Why Can’t Somebody Just Die Around Here? (Part 1)

Rarely do we have the opportunity to hear of the hardships, disappointments, separations and atrocities of World War II from the perspective of a European family that experienced all of these and more. Gerhard Maroscher, the youngest brother in his family of four, gives us personal accounts from his and his family’s life before, during and after the war. His book, Why Can’t Somebody Just Die Around Here?, takes us to Romania and Germany, through the trying days of separation, to life in a prisoner of war camp, to the treacherous days of escape, to reunion after the war and finally to freedom in America. I will give you highlights in this short blog and encourage you to get a copy for your library. It is easily found online. This book should help us all appreciate how precious our freedoms are.

The book’s title sums up the frustrations of the lives which just came through the conflicts of war and were experiencing its ravages. 1947 found this family as refugees in Ohrenbach, Germany with very little of the necessities of life. Food was scarce and hunger was a daily concern. Gerhard remarks, “Refugees like my family…never had enough to eat.”

Their father had studied at a Lutheran university before the war and was asked to officiate at funerals. Local farmers provided food for those attending the funerals, and Gerhard’s Dad would be compensated with “a substantial carry-out-order. This was the only time we had enough to eat…,” he remembers. Gerhard’s brother, Gunther, asked this poignant question of their Mom during an especially hard time of hunger. If someone would just die, they could eat.

The Maroscher’s story begins in Mettersdorf, Romania. This is a rural farming community in the Transylvania region of Romania.

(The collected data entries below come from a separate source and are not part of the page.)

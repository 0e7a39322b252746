use std::{error::Error, fmt, ops::Add};

use rand::Rng;

use crate::food::FoodField;
use crate::snake::Snake;

pub const MIN_TERMINAL_WIDTH: u16 = 50;
pub const MIN_TERMINAL_HEIGHT: u16 = 20;

/// A cell of the game area, or a unit step between two cells.
#[derive(Copy, Clone, Debug, PartialEq, Eq, Hash)]
pub struct Point {
    pub row: i16,
    pub col: i16,
}

impl Point {
    pub const fn new(row: i16, col: i16) -> Self {
        Point { row, col }
    }
}

impl Add for Point {
    type Output = Point;

    fn add(self, other: Point) -> Point {
        Point::new(self.row + other.row, self.col + other.col)
    }
}

/// The terminal can't hold a playable board.
#[derive(Debug, Clone, Copy, PartialEq, Eq)]
pub struct TooSmall {
    pub width: u16,
    pub height: u16,
}

impl fmt::Display for TooSmall {
    fn fmt(&self, f: &mut fmt::Formatter<'_>) -> fmt::Result {
        write!(
            f,
            "terminal window too small: at least {}x{} characters are required, current dimensions are {}x{}",
            MIN_TERMINAL_WIDTH, MIN_TERMINAL_HEIGHT, self.width, self.height
        )
    }
}

impl Error for TooSmall {}

/// The game area: a `rows` x `cols` rectangle whose outermost ring is wall.
#[derive(Copy, Clone, Debug, PartialEq, Eq)]
pub struct Board {
    rows: i16,
    cols: i16,
}

impl Board {
    pub fn new(rows: i16, cols: i16) -> Self {
        Board { rows, cols }
    }

    /// The top terminal row is kept for the score board, the rest is the game area.
    pub fn for_terminal(width: u16, height: u16) -> Result<Self, TooSmall> {
        if width < MIN_TERMINAL_WIDTH || height < MIN_TERMINAL_HEIGHT {
            return Err(TooSmall { width, height });
        }

        Ok(Board::new(height as i16 - 1, width as i16))
    }

    pub fn rows(&self) -> i16 {
        self.rows
    }

    pub fn cols(&self) -> i16 {
        self.cols
    }

    pub fn center(&self) -> Point {
        Point::new(self.rows / 2, self.cols / 2)
    }

    pub fn is_wall(&self, p: Point) -> bool {
        p.row <= 0 || p.row >= self.rows - 1 || p.col <= 0 || p.col >= self.cols - 1
    }

    pub fn is_occupied(&self, p: Point, snake: &Snake, food: &FoodField) -> bool {
        snake.contains(p) || food.contains(p)
    }

    /// How many food items a fresh round starts with.
    pub fn food_population(&self) -> usize {
        (self.rows / 2) as usize
    }

    pub fn random_interior<R: Rng>(&self, rng: &mut R) -> Point {
        Point::new(
            rng.gen_range(1..self.rows - 1),
            rng.gen_range(1..self.cols - 1),
        )
    }

    pub fn interior(&self) -> impl Iterator<Item = Point> + '_ {
        (1..self.rows - 1).flat_map(move |row| (1..self.cols - 1).map(move |col| Point::new(row, col)))
    }
}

Originally a city girl, mom managed the household, managed the farm and raised the kids. Father Gustav had a prestigious teaching job and was paid very well. Life was good and the Maroschers looked forward to a life of peace and raising their children on the farm.

That dream would rapidly fade because the war clouds were already gathering. Hitler’s Nazis had invaded Poland in 1939 and, as the result of an agreement between Stalin and Hitler, Russia invaded from the east and consequently massacred 22,000 educated Polish people, including the Polish Army Officer Corps, as well as many polish leaders in the Katyn Forest Massacre.

Gustav had been conscripted into the Romanian Army in 1937. His teaching career was interrupted from time to time because of military duties, and in 1940 he was promoted to 2nd Lieutenant in an infantry unit in the reserves. Politics rendered Transylvania part of Hungary, so dad would now be in the Hungarian Army, as an ally with Germany. Later complications placed him in the German Army toward the war’s end.

Gustav’s unit began training for combat against the Russians in 1944. Gerhard remarks, “The youthful hope for peace and a happy family life was shattered, and replaced with hunger, danger, fear, worry, separation and many other hardships.”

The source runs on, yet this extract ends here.